Features and Applications of HAWACH Glass Fiber Extraction Thimbles

As we know, there are three commonly used extraction thimbles, cellulose, glass fiber, and Quartz fiber extraction thimbles. Today, the main focus is on glass fiber extraction thimbles. The glass fiber extraction thimble is made of 100% borosilicate glass fiber and includes two types: chemically inert without adhesive and adhesive. The addition of a binder enhances the mechanical strength of the glass fiber membrane, which is mainly used to filter coarse particles (such as macromolecular substances, and dust).

In order to avoid chemical reactions with the filtered substances, when filtering organic substances, choose the glass fiber extraction thimble with the inorganic binder, and when filtering inorganic substances, choose the glass fiber extraction thimble with an organic binder. This kind of depth extraction thimble has the characteristics of a fast flow rate, large load force, and extremely small retained particles, which can reach the range of submicron particles.
Hawach Additives Glass Fiber Extraction Thimbles

HAWACH glass fiber extraction thimble

HAWACH glass fiber extraction thimble has a capillary fiber structure, which can absorb more water than the same cellulose filter membrane. It is non-hygroscopic and biologically inert. In addition to hydrofluoric acid and high-concentration acid-base solutions, it is resistant to most solvents and the reagents are chemically resistant, making it suitable for spot analysis and liquid scintillation counting methods and can be made completely transparent for subsequent microscopic inspection.

HAWACH’s glass fiber extraction thimble can withstand a temperature of 600°C and can be used for specific gravity analysis and high-temperature gas filtration that require burning. HAWACH can provide a variety of extraction thimbles for your choice.

Features of glass fiber extraction thimble

1. It is able to retain fine particles, fast flow rate, high load capacity
2. Under the same particle retention, the entire filtration rate is faster than cellulose. The filter membrane is thicker and has a strong load capacity.
3. The retention rate of fine particles is higher, the flow rate is fast, and the load force is extremely high. Because of its strict 0.6μm-0.8μm particle retention and pure borosilicate structure.
4. Strong mechanical stability, and temperature resistance up to 600℃.

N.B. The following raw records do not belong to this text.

//! Position-keyed cache of network results.
//!
//! Sharded by hash; each shard is a `HashMap` plus a FIFO queue of keys that
//! decides eviction order. Inserting a key that is already present does
//! nothing, so re-inserting a result never reorders eviction.

use std::collections::{HashMap, VecDeque};
use std::sync::Mutex;
use std::sync::atomic::{AtomicU64, Ordering};

use sente_core::{GameState, Symmetry};
use tracing::debug;

use crate::result::NetResult;

/// Smallest cache, in entries.
pub const MIN_CACHE_ENTRIES: usize = 6_000;
/// Largest cache, in entries.
pub const MAX_CACHE_ENTRIES: usize = 150_000;

const SHARDS: usize = 16;

// ── Compile-time assertion: shared between evaluation threads ──────────────
const _: () = {
    fn assert_send_sync<T: Send + Sync>() {}
    fn check() {
        assert_send_sync::<ResultCache>();
    }
    let _ = check;
};

/// Cache capacity for a search of `max_playouts` playouts.
pub fn capacity_for_playouts(max_playouts: usize) -> usize {
    max_playouts
        .saturating_mul(3)
        .clamp(MIN_CACHE_ENTRIES, MAX_CACHE_ENTRIES)
}

struct Shard {
    entries: HashMap<u64, NetResult>,
    order: VecDeque<u64>,
    capacity: usize,
}

impl Shard {
    fn insert(&mut self, hash: u64, result: &NetResult) -> bool {
        if self.entries.contains_key(&hash) {
            return false;
        }
        if self.order.len() >= self.capacity {
            if let Some(oldest) = self.order.pop_front() {
                self.entries.remove(&oldest);
            }
        }
        self.entries.insert(hash, result.clone());
        self.order.push_back(hash);
        true
    }
}

/// Thread-safe FIFO cache of [`NetResult`]s keyed by position hash.
pub struct ResultCache {
    shards: Vec<Mutex<Shard>>,
    capacity: usize,
    hits: AtomicU64,
    lookups: AtomicU64,
    inserts: AtomicU64,
}

impl ResultCache {
    /// Create a cache holding about `capacity` entries.
    pub fn new(capacity: usize) -> ResultCache {
        let capacity = capacity.max(SHARDS);
        let per_shard = capacity.div_ceil(SHARDS);
        debug!(capacity, shards = SHARDS, "allocating result cache");
        ResultCache {
            shards: (0..SHARDS)
                .map(|_| {
                    Mutex::new(Shard {
                        entries: HashMap::new(),
                        order: VecDeque::with_capacity(per_shard),
                        capacity: per_shard,
                    })
                })
                .collect(),
            capacity,
            hits: AtomicU64::new(0),
            lookups: AtomicU64::new(0),
            inserts: AtomicU64::new(0),
        }
    }

    /// Sized from the expected playouts per search.
    pub fn for_playouts(max_playouts: usize) -> ResultCache {
        ResultCache::new(capacity_for_playouts(max_playouts))
    }

    #[inline]
    fn shard(&self, hash: u64) -> &Mutex<Shard> {
        &self.shards[(hash as usize) & (SHARDS - 1)]
    }

    /// Exact lookup by hash.
    pub fn lookup(&self, hash: u64) -> Option<NetResult> {
        self.lookups.fetch_add(1, Ordering::Relaxed);
        let found = self
            .shard(hash)
            .lock()
            .expect("cache shard mutex poisoned")
            .entries
            .get(&hash)
            .cloned();
        if found.is_some() {
            self.hits.fetch_add(1, Ordering::Relaxed);
        }
        found
    }

    /// Store `result` under `hash` unless the key is already present.
    pub fn insert(&self, hash: u64, result: &NetResult) {
        let inserted = self
            .shard(hash)
            .lock()
            .expect("cache shard mutex poisoned")
            .insert(hash, result);
        if inserted {
            self.inserts.fetch_add(1, Ordering::Relaxed);
        }
    }

    /// Look up `state`, then (if allowed) its seven symmetric images.
    ///
    /// A hit on the image under symmetry `s` stored the policy of a board
    /// whose stone at `v` sits at `table[s][v]` here, so the returned policy
    /// reads `stored[table[s][i]]` for vertex `i`.
    pub fn probe(&self, state: &impl GameState, allow_symmetries: bool) -> Option<NetResult> {
        if let Some(hit) = self.lookup(state.hash()) {
            return Some(hit);
        }
        if !allow_symmetries {
            return None;
        }
        Symmetry::ALL[1..].iter().find_map(|&symmetry| {
            self.lookup(state.symmetry_hash(symmetry))
                .map(|stored| stored.permuted(symmetry))
        })
    }

    /// Configured capacity in entries.
    pub fn capacity(&self) -> usize {
        self.capacity
    }

    /// Entries currently stored.
    pub fn len(&self) -> usize {
        self.shards
            .iter()
            .map(|s| s.lock().expect("cache shard mutex poisoned").entries.len())
            .sum()
    }

    pub fn is_empty(&self) -> bool {
        self.len() == 0
    }

    /// Counters accumulated since creation.
    pub fn stats(&self) -> CacheStats {
        CacheStats {
            hits: self.hits.load(Ordering::Relaxed),
            lookups: self.lookups.load(Ordering::Relaxed),
            inserts: self.inserts.load(Ordering::Relaxed),
        }
    }

    /// Log the counters at debug level.
    pub fn dump_stats(&self) {
        let stats = self.stats();
        debug!(
            hits = stats.hits,
            lookups = stats.lookups,
            inserts = stats.inserts,
            hit_rate = stats.hit_rate(),
            entries = self.len(),
            "result cache statistics"
        );
    }
}

impl std::fmt::Debug for ResultCache {
    fn fmt(&self, f: &mut std::fmt::Formatter<'_>) -> std::fmt::Result {
        f.debug_struct("ResultCache")
            .field("capacity", &self.capacity)
            .field("stats", &self.stats())
            .finish()
    }
}

/// Snapshot of cache counters.
#[derive(Debug, Clone, Copy, PartialEq, Eq, Default)]
pub struct CacheStats {
    pub hits: u64,
    pub lookups: u64,
    pub inserts: u64,
}

impl CacheStats {
    /// Fraction of lookups that hit, 0 when nothing was looked up.
    pub fn hit_rate(&self) -> f64 {
        if self.lookups == 0 {
            0.0
        } else {
            self.hits as f64 / self.lookups as f64
        }
    }
}

#[cfg(test)]
mod tests {
    use sente_core::{NUM_INTERSECTIONS, Position, SymmetryTable, Vertex};

    use super::*;

    fn result(tag: f32) -> NetResult {
        let mut r = NetResult::default();
        r.winrate = tag;
        r
    }

    #[test]
    fn capacity_is_clamped() {
        assert_eq!(capacity_for_playouts(0), MIN_CACHE_ENTRIES);
        assert_eq!(capacity_for_playouts(10_000), 30_000);
        assert_eq!(capacity_for_playouts(usize::MAX), MAX_CACHE_ENTRIES);
    }

    #[test]
    fn insert_then_lookup() {
        let cache = ResultCache::new(64);
        assert!(cache.lookup(42).is_none());
        cache.insert(42, &result(0.25));
        assert_eq!(cache.lookup(42).map(|r| r.winrate), Some(0.25));
        assert_eq!(cache.stats(), CacheStats { hits: 1, lookups: 2, inserts: 1 });
    }

    #[test]
    fn reinsert_does_not_overwrite() {
        let cache = ResultCache::new(64);
        cache.insert(7, &result(0.1));
        cache.insert(7, &result(0.9));
        assert_eq!(cache.lookup(7).map(|r| r.winrate), Some(0.1));
        assert_eq!(cache.stats().inserts, 1);
        assert_eq!(cache.len(), 1);
    }

    #[test]
    fn oldest_entry_is_evicted_first() {
        // 16 shards of one entry; keys 0, 16, 32 share shard 0.
        let cache = ResultCache::new(16);
        cache.insert(0, &result(0.0));
        cache.insert(16, &result(0.16));
        assert!(cache.lookup(0).is_none(), "first entry should be evicted");
        assert!(cache.lookup(16).is_some());
        cache.insert(16, &result(0.5));
        cache.insert(32, &result(0.32));
        assert!(cache.lookup(16).is_none());
        assert_eq!(cache.lookup(32).map(|r| r.winrate), Some(0.32));
    }

    #[test]
    fn probe_finds_symmetric_position_and_permutes_policy() {
        let mut stored_pos = Position::default();
        stored_pos.play(Vertex::from_coordinate("C4").unwrap()).unwrap();

        let cache = ResultCache::new(1024);
        let mut stored = result(0.6);
        stored.policy_pass = 0.05;
        let c4 = Vertex::from_coordinate("C4").unwrap().index();
        let d17 = Vertex::from_coordinate("D17").unwrap().index();
        stored.policy[d17] = 0.9;
        stored.policy[c4] = 0.01;
        cache.insert(stored_pos.hash(), &stored);

        let table = SymmetryTable::get();
        for &sym in &Symmetry::ALL[1..] {
            // Find the image of `stored_pos` that `sym` maps back onto it.
            let query = Symmetry::ALL
                .iter()
                .map(|&inv| stored_pos.transformed(inv))
                .find(|q| q.symmetry_hash(sym) == stored_pos.hash())
                .expect("every symmetry has an inverse");
            assert_ne!(query.hash(), stored_pos.hash(), "C4 has no stabilizing symmetry");

            assert!(cache.probe(&query, false).is_none(), "exact probe must miss");
            let hit = cache.probe(&query, true).expect("symmetric probe should hit");
            assert_eq!(hit.winrate, 0.6);
            assert_eq!(hit.policy_pass, 0.05);
            for i in 0..NUM_INTERSECTIONS {
                assert_eq!(hit.policy[i], stored.policy[table.map_index(sym, i)]);
            }
            // The stone's own point maps back onto C4.
            let c4_here = (0..NUM_INTERSECTIONS)
                .find(|&i| table.map_index(sym, i) == c4)
                .unwrap();
            assert_eq!(hit.policy[c4_here], 0.01);
        }
    }

    #[test]
    fn probe_without_symmetries_is_exact_only() {
        let cache = ResultCache::new(64);
        let pos = Position::default();
        cache.insert(pos.hash(), &result(0.5));
        assert!(cache.probe(&pos, false).is_some());
    }
}
//! Network parameters: the weight-file format, its parsed form and the
//! load-time transforms that prepare it for backends.
//!
//! # File format
//!
//! Optionally gzip- or zlib-compressed text. Line 1 is the format version;
//! every following line holds one tensor as whitespace-separated floats:
//!
//! - 6 input lines: conv weights, bn gammas, bn betas, bn means, bn variances, PReLU alphas
//! - 16 lines per residual block: the same six for the first convolution, five
//!   (no PReLU) for the second, four squeeze-excitation lines
//!   (fc1 weights, fc1 biases, fc2 weights, fc2 biases), then the PReLU alphas
//!   applied after the residual addition
//! - 7 policy-head lines: conv weights, conv biases, bn means, bn variances,
//!   PReLU alphas, fc weights, fc biases
//! - 9 value-head lines: conv weights, conv biases, bn means, bn variances,
//!   PReLU alphas, fc1 weights, fc1 biases, fc2 weights, fc2 biases

mod parse;
pub mod transform;

use std::fs::File;
use std::io::{BufReader, Read};
use std::path::Path;

use flate2::read::{MultiGzDecoder, ZlibDecoder};
use tracing::{debug, info};

use crate::error::LoadError;

/// Current weight-file format version.
pub const FORMAT_VERSION: u32 = 502;

/// Legacy format version. Identical layout, but the value head reports the
/// winrate for Black instead of the side to move.
pub const LEGACY_VERSION: u32 = 2;

/// Output planes of the policy head convolution.
pub const OUTPUTS_POLICY: usize = 2;

/// Output planes of the value head convolution.
pub const OUTPUTS_VALUE: usize = 1;

/// Width of the value head's hidden fully connected layer.
pub const VALUE_HIDDEN: usize = 256;

/// A 3x3 convolution followed by batch normalization and PReLU.
///
/// After loading, `stddivs` holds `1 / sqrt(variance + eps)` scaled by gamma,
/// `means` has beta folded in, and `weights` are Winograd-transformed.
#[derive(Debug, Clone, Default, PartialEq)]
pub struct ConvBlock {
    pub weights: Vec<f32>,
    pub gammas: Vec<f32>,
    pub betas: Vec<f32>,
    pub means: Vec<f32>,
    pub stddivs: Vec<f32>,
    pub prelu_alphas: Vec<f32>,
}

/// Squeeze-excitation fully connected layers of one residual block.
/// All four tensors are empty when the block has no squeeze-excitation.
#[derive(Debug, Clone, Default, PartialEq)]
pub struct SqueezeExcitation {
    pub fc1_weights: Vec<f32>,
    pub fc1_biases: Vec<f32>,
    pub fc2_weights: Vec<f32>,
    pub fc2_biases: Vec<f32>,
}

impl SqueezeExcitation {
    /// Width of the squeeze layer (0 when absent).
    #[inline]
    pub fn fc_outputs(&self) -> usize {
        self.fc1_biases.len()
    }
}

/// Two convolutions with a skip connection. `conv2.prelu_alphas` apply after
/// the residual addition.
#[derive(Debug, Clone, Default, PartialEq)]
pub struct ResidualBlock {
    pub conv1: ConvBlock,
    pub conv2: ConvBlock,
    pub se: SqueezeExcitation,
}

/// Policy head: 1x1 convolution, batch norm, PReLU, fully connected layer.
#[derive(Debug, Clone, Default, PartialEq)]
pub struct PolicyHead {
    pub conv_weights: Vec<f32>,
    pub conv_biases: Vec<f32>,
    pub bn_means: Vec<f32>,
    pub bn_stddivs: Vec<f32>,
    pub prelu_alphas: Vec<f32>,
    pub fc_weights: Vec<f32>,
    pub fc_biases: Vec<f32>,
}

/// Value head: 1x1 convolution, batch norm, PReLU, two fully connected layers.
#[derive(Debug, Clone, Default, PartialEq)]
pub struct ValueHead {
    pub conv_weights: Vec<f32>,
    pub conv_biases: Vec<f32>,
    pub bn_means: Vec<f32>,
    pub bn_stddivs: Vec<f32>,
    pub prelu_alphas: Vec<f32>,
    pub fc1_weights: Vec<f32>,
    pub fc1_biases: Vec<f32>,
    pub fc2_weights: Vec<f32>,
    pub fc2_biases: Vec<f32>,
}

/// Every parameter of the network, as loaded from one weight file.
#[derive(Debug, Clone, PartialEq)]
pub struct WeightSet {
    /// Filters per convolution in the residual tower.
    pub channels: usize,
    /// The value head reports Black's winrate (legacy format).
    pub value_head_not_stm: bool,
    pub input: ConvBlock,
    pub residual: Vec<ResidualBlock>,
    pub policy: PolicyHead,
    pub value: ValueHead,
}

impl WeightSet {
    /// Open and load a weight file.
    pub fn from_file(path: impl AsRef<Path>) -> Result<WeightSet, LoadError> {
        let path = path.as_ref();
        let file = File::open(path).map_err(|source| LoadError::Open {
            path: path.to_path_buf(),
            source,
        })?;
        info!(path = %path.display(), "loading weights");
        WeightSet::from_reader(BufReader::new(file))
    }

    /// Load a weight file from any byte stream, decompressing if needed,
    /// then apply the load-time transforms.
    pub fn from_reader(mut reader: impl Read) -> Result<WeightSet, LoadError> {
        let mut raw = Vec::new();
        reader.read_to_end(&mut raw)?;
        let bytes = decompress(raw)?;
        let text = String::from_utf8(bytes).map_err(|_| LoadError::NotText)?;

        let mut weights = parse::parse(&text)?;
        transform::prepare(&mut weights);
        Ok(weights)
    }

    /// Number of residual blocks in the tower.
    #[inline]
    pub fn residual_blocks(&self) -> usize {
        self.residual.len()
    }
}

/// Compression detected from a stream's leading bytes.
#[derive(Debug, Clone, Copy, PartialEq, Eq)]
enum Compression {
    Plain,
    Gzip,
    Zlib,
}

fn sniff_magic(bytes: &[u8]) -> Compression {
    match bytes {
        [0x1F, 0x8B, ..] => Compression::Gzip,
        // zlib: CM = 8 (deflate) and the header checksum holds
        [cmf, flg, ..] if cmf & 0x0F == 8 && (u16::from(*cmf) * 256 + u16::from(*flg)) % 31 == 0 => {
            Compression::Zlib
        }
        _ => Compression::Plain,
    }
}

fn decompress(raw: Vec<u8>) -> Result<Vec<u8>, LoadError> {
    let kind = sniff_magic(&raw);
    debug!(?kind, bytes = raw.len(), "detected weights encoding");
    let mut out = Vec::new();
    let inflated = match kind {
        Compression::Plain => return Ok(raw),
        Compression::Gzip => MultiGzDecoder::new(raw.as_slice()).read_to_end(&mut out),
        Compression::Zlib => ZlibDecoder::new(raw.as_slice()).read_to_end(&mut out),
    };
    inflated.map_err(|source| LoadError::Decompress { source })?;
    Ok(out)
}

Usage of glass fiber extraction thimble

1. HAWACH glass fiber extraction thimble can be used in Soxhlet extraction when the temperature is higher than 120℃, strong acid and other cellulose filter cartridges cannot be tried.
Soxhlet extraction mainly depends on the similarity of the properties of the target substance and the solvent. The extractant can be CS2, benzene, methanol, etc.

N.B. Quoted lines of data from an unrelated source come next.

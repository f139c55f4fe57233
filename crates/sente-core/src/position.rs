//! A self-contained board snapshot with recent history.
//!
//! [`Position`] knows captures, suicide and liberties but no ko or ladder
//! reading; it serves as a lightweight [`GameState`] for benchmarks and
//! for driving the evaluator without a full rules engine.

use std::fmt;

use crate::color::Color;
use crate::error::MoveError;
use crate::state::GameState;
use crate::symmetry::{Symmetry, SymmetryTable};
use crate::vertex::{BOARD_SIZE, NUM_INTERSECTIONS, Vertex};
use crate::zobrist;

/// Stone layout of one board, indexed by [`Vertex::index()`].
pub type Stones = [Option<Color>; NUM_INTERSECTIONS];

/// Number of boards retained, current position included.
pub const HISTORY_LIMIT: usize = 8;

/// Komi used when none is given.
pub const DEFAULT_KOMI: f32 = 7.5;

/// Board state plus the boards that preceded it.
#[derive(Clone, PartialEq)]
pub struct Position {
    /// Most recent first; `history[0]` is the current board.
    history: Vec<Stones>,
    to_move: Color,
    komi: f32,
    move_number: usize,
    /// Zobrist hash of the current board and side to move.
    hash: u64,
}

impl Position {
    /// Return an empty board with Black to move.
    pub fn new(komi: f32) -> Position {
        Position::from_stones([None; NUM_INTERSECTIONS], Color::Black, komi, 0)
    }

    /// Construct a position with no history from a stone layout.
    pub(crate) fn from_stones(stones: Stones, to_move: Color, komi: f32, move_number: usize) -> Position {
        Position {
            history: vec![stones],
            to_move,
            komi,
            move_number,
            hash: zobrist::hash_stones(&stones, to_move, Symmetry::IDENTITY),
        }
    }

    /// Return the stone on `vertex`, if any.
    #[inline]
    pub fn stone(&self, vertex: Vertex) -> Option<Color> {
        self.history[0][vertex.index()]
    }

    /// Number of boards available for history, current included.
    pub fn history_len(&self) -> usize {
        self.history.len()
    }

    /// Change the side to move without playing a move.
    pub fn set_to_move(&mut self, color: Color) {
        if self.to_move != color {
            self.to_move = color;
            self.hash ^= zobrist::white_to_move_key();
        }
    }

    /// Change the komi.
    pub fn set_komi(&mut self, komi: f32) {
        self.komi = komi;
    }

    /// Play a stone for the side to move, removing captured strings.
    pub fn play(&mut self, vertex: Vertex) -> Result<(), MoveError> {
        let current = &self.history[0];
        if current[vertex.index()].is_some() {
            return Err(MoveError::Occupied { vertex });
        }
        let next = place(current, self.to_move, vertex).ok_or(MoveError::Suicide { vertex })?;
        self.advance(next);
        Ok(())
    }

    /// Pass: the board repeats and the turn changes.
    pub fn pass(&mut self) {
        let current = self.history[0];
        self.advance(current);
    }

    /// Return this position with every board relocated through `symmetry`.
    ///
    /// The stone on `v` moves to `symmetry.apply(v)`, so the result hashes to
    /// `self.symmetry_hash(symmetry)`.
    pub fn transformed(&self, symmetry: Symmetry) -> Position {
        let table = SymmetryTable::get();
        let history: Vec<Stones> = self
            .history
            .iter()
            .map(|board| {
                let mut moved = [None; NUM_INTERSECTIONS];
                for (index, stone) in board.iter().enumerate() {
                    moved[table.map_index(symmetry, index)] = *stone;
                }
                moved
            })
            .collect();
        let hash = zobrist::hash_stones(&history[0], self.to_move, Symmetry::IDENTITY);
        Position {
            history,
            to_move: self.to_move,
            komi: self.komi,
            move_number: self.move_number,
            hash,
        }
    }

    fn advance(&mut self, next: Stones) {
        self.history.insert(0, next);
        self.history.truncate(HISTORY_LIMIT);
        self.to_move = !self.to_move;
        self.move_number += 1;
        self.hash = zobrist::hash_stones(&self.history[0], self.to_move, Symmetry::IDENTITY);
    }
}

impl Default for Position {
    fn default() -> Self {
        Position::new(DEFAULT_KOMI)
    }
}

impl GameState for Position {
    fn to_move(&self) -> Color {
        self.to_move
    }

    fn komi(&self) -> f32 {
        self.komi
    }

    fn move_number(&self) -> usize {
        self.move_number
    }

    fn hash(&self) -> u64 {
        self.hash
    }

    fn symmetry_hash(&self, symmetry: Symmetry) -> u64 {
        zobrist::hash_stones(&self.history[0], self.to_move, symmetry)
    }

    fn stone_at(&self, ply: usize, vertex: Vertex) -> Option<Color> {
        self.history.get(ply).and_then(|board| board[vertex.index()])
    }

    fn liberties(&self, vertex: Vertex) -> usize {
        if self.stone(vertex).is_some() {
            string_liberties(&self.history[0], vertex)
        } else {
            0
        }
    }

    fn is_legal(&self, color: Color, vertex: Vertex) -> bool {
        let current = &self.history[0];
        current[vertex.index()].is_none() && place(current, color, vertex).is_some()
    }

    fn ladder_capture(&self, _vertex: Vertex) -> bool {
        false
    }

    fn ladder_escape(&self, _vertex: Vertex) -> bool {
        false
    }
}

/// Put a `color` stone on the empty `vertex` and resolve captures.
///
/// Returns `None` when the move would be suicide.
fn place(stones: &Stones, color: Color, vertex: Vertex) -> Option<Stones> {
    let mut next = *stones;
    next[vertex.index()] = Some(color);
    for neighbor in vertex.neighbors() {
        if next[neighbor.index()] == Some(!color) && string_liberties(&next, neighbor) == 0 {
            for member in string_members(&next, neighbor) {
                next[member.index()] = None;
            }
        }
    }
    if string_liberties(&next, vertex) == 0 {
        return None;
    }
    Some(next)
}

/// All stones connected to the stone on `vertex`.
fn string_members(stones: &Stones, vertex: Vertex) -> Vec<Vertex> {
    let color = stones[vertex.index()];
    let mut seen = [false; NUM_INTERSECTIONS];
    let mut stack = vec![vertex];
    let mut members = Vec::new();
    seen[vertex.index()] = true;
    while let Some(v) = stack.pop() {
        members.push(v);
        for n in v.neighbors() {
            if !seen[n.index()] && stones[n.index()] == color {
                seen[n.index()] = true;
                stack.push(n);
            }
        }
    }
    members
}

/// Distinct empty points adjacent to the string on `vertex`.
fn string_liberties(stones: &Stones, vertex: Vertex) -> usize {
    let mut counted = [false; NUM_INTERSECTIONS];
    let mut liberties = 0;
    for member in string_members(stones, vertex) {
        for n in member.neighbors() {
            if stones[n.index()].is_none() && !counted[n.index()] {
                counted[n.index()] = true;
                liberties += 1;
            }
        }
    }
    liberties
}

impl fmt::Display for Position {
    fn fmt(&self, f: &mut fmt::Formatter<'_>) -> fmt::Result {
        for y in (0..BOARD_SIZE).rev() {
            let row: Vec<&str> = (0..BOARD_SIZE)
                .map(|x| match self.stone(Vertex::new(x, y)) {
                    Some(Color::Black) => "X",
                    Some(Color::White) => "O",
                    None => ".",
                })
                .collect();
            writeln!(f, "{}", row.join(" "))?;
        }
        Ok(())
    }
}

impl fmt::Debug for Position {
    fn fmt(&self, f: &mut fmt::Formatter<'_>) -> fmt::Result {
        f.debug_struct("Position")
            .field("to_move", &self.to_move)
            .field("komi", &self.komi)
            .field("move_number", &self.move_number)
            .field("hash", &format_args!("{:#018x}", self.hash))
            .finish()
    }
}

The usual practice is to carry out multi-stage extraction of the extractant in the order of different polarities, thereby improving the extraction purity of the product; extracting different types of substances separately.
2. It can be used for stationary pollution source detection.
3. It can be used for high-efficiency conventional filtration, including wastewater pollution detection, used for filtered water, algae and bacterial culture, food analysis, protein filtration, and weak beta emitter radioimmunoassay, recommended for air pollution monitoring in particulate matter weight measurement, chimney sampling, and adsorption, etc.
4. It is used to retain fine particles and has a fast flow rate. It is especially suitable for processing samples with a high suspension of fine particles in liquid clarification or particle quantification. It can be used for the pre-filtration of fine particles before membrane filtration, as a stationary phase in LSC (liquid solid chromatography), and as protein binding.
5. It is used to collect suspended solids in drinking water, natural water, and industrial wastewater. Quickly and effectively clarify aqueous solutions containing small to medium fine particles. When a higher load is required, it is widely used in cell collection, liquid scintillation counting, and binding assays.
6. It is often used for DNA binding, adsorption and purification, protein binding, and filtering small precipitated proteins. It can be used as a pre-filtration membrane when combined with other products to purify biochemical solutions, fluids, and nucleic acids that are extremely difficult to clarify.